Check to be sure the framing walls around the opening are in the same plane. Do this by performing a =93string test=94 for plumb.

String Test for Plumb: Attach a string diagonally across the opening from the outside, as shown. The string(s) should gently touch in the center, if not the opening is =93out of plumb=94 by twice that distance and needs to be corrected. Flip the string over itself to check both planes. Fix any problems now.

An =93out of plumb=94 condition is one of the most common reasons door units leak air and water.

*** End Stolen Text ***
Reply to
DerbyDad03

I don't know your proper answer. I have seem "shave and shim" of wall studs. using a long level (checking plane), power wood planer, the studs were shaved down a bit - low spots where shimmed with a shim (dense cardboard) found at various stores. The are thin, 2 inch wide and 4 foot long. Stapled on the stud.

Shave and shim here is used on tall walls to take out imperfection and the wall will not show them (as much).

(BTW, posting from Goggle will prevent many posters from seeing your posts as they filter them out, due to spam.)

Reply to
Oren

Agreed, this is the way to do it, although your wall may need something much thicker than cardboard. If you have scraps of various thicknesses of plywood you could use them to build up a level surface and if you have a table saw you could cut some various thicknesses of shims or even a long tapered shim -- I have just done a combination of both methods on a wall that was not perfectly plumb.

Reply to
EXT

I remodeled a room that originally had plaster. When I checked the studs they were over 1/4" out of flat in both directions. I got sheets of 1/4" and

1/8" hardboard from Home Depot. I ripped them into 1 1/2" strips and then went to work flattening the walls. I never got them perfect, but I was able to get them flat enough to hand drywall without noticable warping.

Bernie

Reply to
Bernie Hunt

clipped

I don't filter any messages, although Earthlink might (they do a great job of filtering spam email)....I just don't get much spam at all, and have noticed almost none on the ng (other than our stucco friend).

Reply to
norminn

"hibb" wrote

Here you seem to have a side to side fit issue.

And here it seems to have 'front to back' issues.

Thats good.

As OP said, this is a plumb-bob string test classic. Relax, this one is easy.

Get a nice long bit of string or yarn. Longer than the door. Tie a weight to the bottom (a couple of bolts, or some metal washers, anything that won't be to heavy for you to tape the string up and hold, yet heavy enough to hold the string straight. I prefer a bright contrasting yarn as it's easier to see against the door jam etc.

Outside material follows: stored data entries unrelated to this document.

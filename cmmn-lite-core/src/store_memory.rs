//! In-memory data managers with per-command compensation.
//!
//! One `MemoryDataManager<T>` holds the live map for one entity type. Writes
//! go straight into the live map (visible to other threads immediately), and
//! the manager records enough in a per-command log to undo inserts and
//! deletes if the command fails. Updates overwrite in place and are not
//! logged; a failed command keeps updated values (see `update`).

use std::cmp::Ordering;
use std::collections::HashMap;
use std::sync::atomic::{AtomicU64, Ordering as AtomicOrdering};
use std::sync::{Arc, PoisonError, RwLock, RwLockReadGuard, RwLockWriteGuard};

use tracing::debug;
use uuid::Uuid;

use crate::error::CmmnError;
use crate::store::{CommandContext, CommandOutcome, CommandParticipant, Entity, IdGenerator};

// ─── Compensation log ─────────────────────────────────────────

/// What one command changed in one manager. Enough to undo inserts and
/// deletes; nothing else.
struct CompensationLog<T> {
    inserted: HashMap<String, T>,
    deleted: HashMap<String, T>,
}

impl<T> Default for CompensationLog<T> {
    fn default() -> Self {
        Self {
            inserted: HashMap::new(),
            deleted: HashMap::new(),
        }
    }
}

// ─── Manager ──────────────────────────────────────────────────

struct StoreInner<T: Entity> {
    object_type: &'static str,
    live: RwLock<HashMap<String, T>>,
    /// Per-command compensation logs, keyed by command id.
    logs: RwLock<HashMap<Uuid, CompensationLog<T>>>,
    insert_count: AtomicU64,
}

/// Keyed in-memory store for one entity type. Cheap to clone — clones share
/// the same underlying map.
pub struct MemoryDataManager<T: Entity> {
    inner: Arc<StoreInner<T>>,
    id_generator: Arc<dyn IdGenerator>,
}

impl<T: Entity> Clone for MemoryDataManager<T> {
    fn clone(&self) -> Self {
        Self {
            inner: self.inner.clone(),
            id_generator: self.id_generator.clone(),
        }
    }
}

impl<T: Entity> MemoryDataManager<T> {
    pub fn new(object_type: &'static str, id_generator: Arc<dyn IdGenerator>) -> Self {
        Self {
            inner: Arc::new(StoreInner {
                object_type,
                live: RwLock::new(HashMap::new()),
                logs: RwLock::new(HashMap::new()),
                insert_count: AtomicU64::new(0),
            }),
            id_generator,
        }
    }

    pub fn object_type(&self) -> &'static str {
        self.inner.object_type
    }

    /// Inserts with compensation tracking. An empty id is replaced by a
    /// generated one; a colliding id is rejected rather than overwritten.
    pub fn insert(&self, ctx: &CommandContext, entity: T) -> Result<T, CmmnError> {
        self.insert_with_tracking(ctx, entity, true)
    }

    /// Insert variant used where the caller manages compensation itself
    /// (`tracked = false` skips the command log, never the live map).
    pub fn insert_with_tracking(
        &self,
        ctx: &CommandContext,
        mut entity: T,
        tracked: bool,
    ) -> Result<T, CmmnError> {
        if entity.id().is_empty() {
            entity.set_id(self.id_generator.next_id());
        }
        let id = entity.id().to_string();
        {
            let mut live = self.write_live();
            if live.contains_key(&id) {
                return Err(CmmnError::IllegalState(format!(
                    "{} with id '{}' already exists",
                    self.inner.object_type, id
                )));
            }
            live.insert(id.clone(), entity.clone());
        }
        self.inner.insert_count.fetch_add(1, AtomicOrdering::SeqCst);
        if tracked {
            self.log_mut(ctx, |log| {
                log.inserted.insert(id.clone(), entity.clone());
            });
            self.enlist(ctx);
        }
        debug!(object_type = self.inner.object_type, id = %id, tracked, "inserted");
        Ok(entity)
    }

    /// Overwrites an existing entity and bumps its revision.
    ///
    /// Updates are not recorded in the compensation log: if the command
    /// later fails, inserts and deletes are undone but updated values stay.
    /// Restoring prior images would need copy-on-write snapshots here.
    pub fn update(&self, _ctx: &CommandContext, mut entity: T) -> Result<T, CmmnError> {
        if entity.id().is_empty() {
            return Err(CmmnError::IllegalState(format!(
                "cannot update a {} that has no id",
                self.inner.object_type
            )));
        }
        let id = entity.id().to_string();
        let mut live = self.write_live();
        if !live.contains_key(&id) {
            return Err(CmmnError::not_found(self.inner.object_type, id));
        }
        entity.bump_revision();
        live.insert(id.clone(), entity.clone());
        debug!(object_type = self.inner.object_type, id = %id, revision = entity.revision(), "updated");
        Ok(entity)
    }

    /// Removes by id. The removed entity is flagged deleted and kept in the
    /// command log, so the same command can still find it and a failed
    /// command restores it.
    pub fn delete(&self, ctx: &CommandContext, id: &str) -> Result<(), CmmnError> {
        let mut removed = {
            let mut live = self.write_live();
            live.remove(id)
                .ok_or_else(|| CmmnError::not_found(self.inner.object_type, id))?
        };
        removed.set_deleted(true);
        self.log_mut(ctx, |log| {
            log.deleted.insert(id.to_string(), removed);
        });
        self.enlist(ctx);
        debug!(object_type = self.inner.object_type, id = %id, "deleted");
        Ok(())
    }

    pub fn delete_entity(&self, ctx: &CommandContext, entity: &T) -> Result<(), CmmnError> {
        self.delete(ctx, entity.id())
    }

    /// Lookup order: live map, then this command's delete log (a deleted
    /// entity stays findable until the command ends), then its insert log.
    pub fn find_by_id(&self, ctx: &CommandContext, id: &str) -> Option<T> {
        if let Some(entity) = self.read_live().get(id) {
            return Some(entity.clone());
        }
        let logs = self.read_logs();
        let log = logs.get(&ctx.command_id())?;
        log.deleted
            .get(id)
            .or_else(|| log.inserted.get(id))
            .cloned()
    }

    /// Like `find_by_id` but with the typed not-found error.
    pub fn get_by_id(&self, ctx: &CommandContext, id: &str) -> Result<T, CmmnError> {
        self.find_by_id(ctx, id)
            .ok_or_else(|| CmmnError::not_found(self.inner.object_type, id))
    }

    /// Snapshot of the live map values.
    pub fn find_all(&self) -> Vec<T> {
        self.read_live().values().cloned().collect()
    }

    pub fn find_by(&self, predicate: impl Fn(&T) -> bool) -> Vec<T> {
        self.read_live()
            .values()
            .filter(|e| predicate(e))
            .cloned()
            .collect()
    }

    pub fn count(&self) -> usize {
        self.read_live().len()
    }

    /// Total inserts since construction (tracked and untracked).
    pub fn insert_count(&self) -> u64 {
        self.inner.insert_count.load(AtomicOrdering::SeqCst)
    }

    fn enlist(&self, ctx: &CommandContext) {
        ctx.enlist(self.inner.clone());
    }

    fn log_mut(&self, ctx: &CommandContext, f: impl FnOnce(&mut CompensationLog<T>)) {
        let mut logs = self
            .inner
            .logs
            .write()
            .unwrap_or_else(PoisonError::into_inner);
        f(logs.entry(ctx.command_id()).or_default());
    }

    // Lock poisoning only follows a panic in another command; the data is
    // plain entity values, so recovering the inner state is sound.
    fn read_live(&self) -> RwLockReadGuard<'_, HashMap<String, T>> {
        self.inner.live.read().unwrap_or_else(PoisonError::into_inner)
    }

    fn write_live(&self) -> RwLockWriteGuard<'_, HashMap<String, T>> {
        self.inner.live.write().unwrap_or_else(PoisonError::into_inner)
    }

    fn read_logs(&self) -> RwLockReadGuard<'_, HashMap<Uuid, CompensationLog<T>>> {
        self.inner.logs.read().unwrap_or_else(PoisonError::into_inner)
    }
}

impl<T: Entity> CommandParticipant for StoreInner<T> {
    /// Close event: on failure, restore deletes first and then drop inserts,
    /// so an entity inserted and deleted in the same command nets to absent.
    fn command_closed(&self, command_id: Uuid, outcome: CommandOutcome) {
        let log = {
            let mut logs = self.logs.write().unwrap_or_else(PoisonError::into_inner);
            logs.remove(&command_id)
        };
        let Some(log) = log else { return };
        if outcome == CommandOutcome::Failure {
            let mut live = self.live.write().unwrap_or_else(PoisonError::into_inner);
            for (id, mut entity) in log.deleted {
                entity.set_deleted(false);
                live.insert(id, entity);
            }
            for id in log.inserted.keys() {
                live.remove(id);
            }
            debug!(object_type = self.object_type, command_id = %command_id, "compensated failed command");
        }
    }
}

// ─── Sorting and pagination ───────────────────────────────────

/// Sorts (when a comparator is given) and applies offset/limit.
///
/// A negative offset or limit disables pagination and returns the full
/// sorted list. An offset at or past the end yields an empty list; the end
/// index is clamped to the list length.
pub fn sort_and_paginate<T>(
    mut items: Vec<T>,
    comparator: Option<&(dyn Fn(&T, &T) -> Ordering + Send + Sync)>,
    offset: i32,
    limit: i32,
) -> Vec<T> {
    if let Some(cmp) = comparator {
        items.sort_by(|a, b| cmp(a, b));
    }
    if offset < 0 || limit < 0 {
        return items;
    }
    let offset = offset as usize;
    if offset >= items.len() {
        return Vec::new();
    }
    let end = offset.saturating_add(limit as usize).min(items.len());
    items.drain(..offset);
    items.truncate(end - offset);
    items
}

Next you want some duct tape or masking tape and a piece of chalk. If your wife sews, she'll have 'pattern markers' for cloth. Perfect for the job.

Suspend string from at least 3 spots along the top of the jam and mark the floor where they hit. Draw a line across that using a yardstick. If the door frame is set partway into the room at the top, it will be real obvious as the line will fall inside the room. It may even be unevenly inside the room. This can cause issues with opening the door (angled a bit, may drag floor, normal fix is trim bottom of door carefully with a hand lathe). As to the side to side issue, the string hung at the very corners will show this. If you have to inch it in at the top to get it to hit dead on at the bottom, shim the top til plumb.

Grin, one of those jobs actually easier with a bit of string than a level!

Reply to
cshenk

I make it even quicker and easier with a PLS 5 laser. But I still can't help not doing a string test anyway, just to make sure.

Joe

Reply to
Joe

"Plumb" means true vertical....the door frame sounds as if it is out of plumb, front to back (or is it the wall itself?). Parallel means two lines are equidistant from each other and can run any direction. The two sides of the frame can easily be parallel but "out of plumb".

Reply to
norminn

I hadn't seen or heard about the string test for plumb 9for doors), until Derby mentioned it some threads back. That test was peculiar to his door install instructions. I learned something from the simple test in the pdf file he posted.

The wall could be parallel to the tree outside, but not plumb.

Notice a level doesn't have a parallel bubble in it ...

Reply to
Oren

Thanks for helping.

I did the string test on the door and the top of the door does lean slightly in but correcting that only makes the problem of trimming around the door worse.

I did the string test on the wall on each side of the door where the trim would attach and the weight on the end of the string hits the floor about an inch away from the wall on both sides. And it is about the same all the way to the corners of the room.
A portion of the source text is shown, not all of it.